* To do *
Pull out of the data below the stretch of lines bounded by the one containing "remain, or with" and the one containing "if header.size as", both bounds included, unchanged.

* Records for the task *

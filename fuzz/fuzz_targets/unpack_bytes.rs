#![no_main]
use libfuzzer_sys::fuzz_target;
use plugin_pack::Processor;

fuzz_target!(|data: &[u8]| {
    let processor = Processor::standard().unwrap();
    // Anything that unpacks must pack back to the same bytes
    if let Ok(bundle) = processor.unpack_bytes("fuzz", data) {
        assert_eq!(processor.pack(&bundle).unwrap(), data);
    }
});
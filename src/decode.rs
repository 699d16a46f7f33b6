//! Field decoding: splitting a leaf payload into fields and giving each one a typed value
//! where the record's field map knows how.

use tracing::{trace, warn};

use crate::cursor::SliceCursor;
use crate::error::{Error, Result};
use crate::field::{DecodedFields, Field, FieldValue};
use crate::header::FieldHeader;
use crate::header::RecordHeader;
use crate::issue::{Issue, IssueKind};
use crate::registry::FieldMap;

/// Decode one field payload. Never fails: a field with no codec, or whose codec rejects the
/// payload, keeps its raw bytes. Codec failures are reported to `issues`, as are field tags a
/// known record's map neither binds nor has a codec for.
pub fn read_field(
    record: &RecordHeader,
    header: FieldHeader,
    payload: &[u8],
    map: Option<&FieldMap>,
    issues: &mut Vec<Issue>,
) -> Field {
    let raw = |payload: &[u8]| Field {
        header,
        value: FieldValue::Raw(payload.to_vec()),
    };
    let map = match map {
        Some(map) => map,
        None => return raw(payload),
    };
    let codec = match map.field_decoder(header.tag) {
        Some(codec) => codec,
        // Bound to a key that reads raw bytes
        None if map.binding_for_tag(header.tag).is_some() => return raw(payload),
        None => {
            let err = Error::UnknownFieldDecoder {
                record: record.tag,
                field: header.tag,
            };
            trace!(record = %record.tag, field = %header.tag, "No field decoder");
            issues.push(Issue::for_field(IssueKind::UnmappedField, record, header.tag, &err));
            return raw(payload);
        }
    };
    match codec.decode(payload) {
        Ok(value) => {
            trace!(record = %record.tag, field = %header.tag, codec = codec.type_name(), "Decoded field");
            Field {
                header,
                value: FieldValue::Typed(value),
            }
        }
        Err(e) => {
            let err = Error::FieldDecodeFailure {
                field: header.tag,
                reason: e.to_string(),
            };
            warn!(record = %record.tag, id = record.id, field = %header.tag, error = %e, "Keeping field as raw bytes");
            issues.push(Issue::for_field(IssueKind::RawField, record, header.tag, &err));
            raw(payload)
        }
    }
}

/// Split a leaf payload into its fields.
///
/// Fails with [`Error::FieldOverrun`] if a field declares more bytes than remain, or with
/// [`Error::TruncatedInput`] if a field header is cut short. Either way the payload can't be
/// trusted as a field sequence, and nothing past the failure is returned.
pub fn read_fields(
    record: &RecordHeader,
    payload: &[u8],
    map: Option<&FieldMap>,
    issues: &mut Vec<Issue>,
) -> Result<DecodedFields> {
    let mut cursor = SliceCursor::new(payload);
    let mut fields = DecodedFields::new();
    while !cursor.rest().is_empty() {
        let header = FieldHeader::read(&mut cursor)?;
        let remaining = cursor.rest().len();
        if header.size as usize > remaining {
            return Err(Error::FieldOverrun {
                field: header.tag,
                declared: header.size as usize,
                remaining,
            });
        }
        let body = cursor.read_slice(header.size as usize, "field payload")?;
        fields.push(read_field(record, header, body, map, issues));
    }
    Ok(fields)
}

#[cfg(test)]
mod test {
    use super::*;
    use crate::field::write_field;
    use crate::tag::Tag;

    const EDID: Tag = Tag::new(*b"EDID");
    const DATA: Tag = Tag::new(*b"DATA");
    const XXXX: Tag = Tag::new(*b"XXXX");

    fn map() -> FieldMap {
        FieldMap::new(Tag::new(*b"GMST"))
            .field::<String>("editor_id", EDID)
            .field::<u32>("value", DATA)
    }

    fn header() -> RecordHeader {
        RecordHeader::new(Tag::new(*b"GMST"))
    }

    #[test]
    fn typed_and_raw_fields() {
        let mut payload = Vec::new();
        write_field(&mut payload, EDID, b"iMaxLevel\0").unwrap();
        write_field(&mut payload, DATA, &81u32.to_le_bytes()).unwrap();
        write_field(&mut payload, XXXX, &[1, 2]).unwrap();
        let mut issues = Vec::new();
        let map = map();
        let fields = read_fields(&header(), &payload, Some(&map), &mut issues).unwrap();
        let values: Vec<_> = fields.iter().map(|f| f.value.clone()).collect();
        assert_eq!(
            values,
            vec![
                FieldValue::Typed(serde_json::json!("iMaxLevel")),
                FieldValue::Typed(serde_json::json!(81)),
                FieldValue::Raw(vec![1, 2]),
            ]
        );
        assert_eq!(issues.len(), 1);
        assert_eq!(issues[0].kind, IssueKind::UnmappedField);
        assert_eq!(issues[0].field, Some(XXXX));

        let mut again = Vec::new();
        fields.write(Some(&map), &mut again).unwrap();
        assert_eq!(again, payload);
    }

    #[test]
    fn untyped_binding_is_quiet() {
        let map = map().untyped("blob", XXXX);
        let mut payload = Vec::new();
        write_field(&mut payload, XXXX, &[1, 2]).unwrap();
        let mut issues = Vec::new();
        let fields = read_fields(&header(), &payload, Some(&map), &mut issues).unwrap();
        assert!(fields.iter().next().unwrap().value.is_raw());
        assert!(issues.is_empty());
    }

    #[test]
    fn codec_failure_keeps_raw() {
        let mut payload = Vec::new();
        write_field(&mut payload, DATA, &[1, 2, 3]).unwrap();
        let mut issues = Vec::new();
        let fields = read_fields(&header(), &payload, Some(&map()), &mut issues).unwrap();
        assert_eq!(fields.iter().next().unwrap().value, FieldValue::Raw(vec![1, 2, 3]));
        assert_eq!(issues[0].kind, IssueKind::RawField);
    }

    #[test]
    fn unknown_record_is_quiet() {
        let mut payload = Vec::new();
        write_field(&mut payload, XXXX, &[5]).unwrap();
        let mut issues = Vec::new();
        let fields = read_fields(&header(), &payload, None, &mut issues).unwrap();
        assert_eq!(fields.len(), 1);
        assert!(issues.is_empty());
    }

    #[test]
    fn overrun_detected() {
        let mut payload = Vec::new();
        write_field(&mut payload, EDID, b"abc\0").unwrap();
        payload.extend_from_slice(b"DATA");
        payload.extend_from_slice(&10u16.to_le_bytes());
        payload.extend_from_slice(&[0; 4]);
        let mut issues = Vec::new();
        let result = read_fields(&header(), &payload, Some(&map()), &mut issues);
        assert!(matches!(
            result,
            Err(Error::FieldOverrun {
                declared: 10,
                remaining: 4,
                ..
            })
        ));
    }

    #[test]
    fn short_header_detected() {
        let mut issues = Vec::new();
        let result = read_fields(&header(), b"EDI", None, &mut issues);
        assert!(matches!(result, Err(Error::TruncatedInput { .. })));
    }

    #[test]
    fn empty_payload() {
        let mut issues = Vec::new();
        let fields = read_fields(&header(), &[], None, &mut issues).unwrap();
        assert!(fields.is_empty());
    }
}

* Response area *
/// Fails with [`Error::FieldOverrun`] if a field declares more bytes than remain, or with
/// [`Error::TruncatedInput`] if a field header is cut short. Either way the payload can't be
/// trusted as a field sequence, and nothing past the failure is returned.
pub fn read_fields(
    record: &RecordHeader,
    payload: &[u8],
    map: Option<&FieldMap>,
    issues: &mut Vec<Issue>,
) -> Result<DecodedFields> {
    let mut cursor = SliceCursor::new(payload);
    let mut fields = DecodedFields::new();
    while !cursor.rest().is_empty() {
        let header = FieldHeader::read(&mut cursor)?;
        let remaining = cursor.rest().len();
        if header.size as usize > remaining {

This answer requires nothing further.